:: GOAL OF THE EXERCISE ::
Every line below should be set down exactly as it appears.

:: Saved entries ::
- - - -
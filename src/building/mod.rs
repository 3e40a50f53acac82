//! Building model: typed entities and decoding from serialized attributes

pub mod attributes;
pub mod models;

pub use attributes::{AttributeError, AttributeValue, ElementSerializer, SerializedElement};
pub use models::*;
- - - -
:: EXERCISE RESULT ::
filename src/building/mod.rs
repository 3e40a50f53acac82
//! Building model: typed entities and decoding from serialized attributes

pub mod attributes;
pub mod models;

pub use attributes::{AttributeError, AttributeValue, ElementSerializer, SerializedElement};
pub use models::*;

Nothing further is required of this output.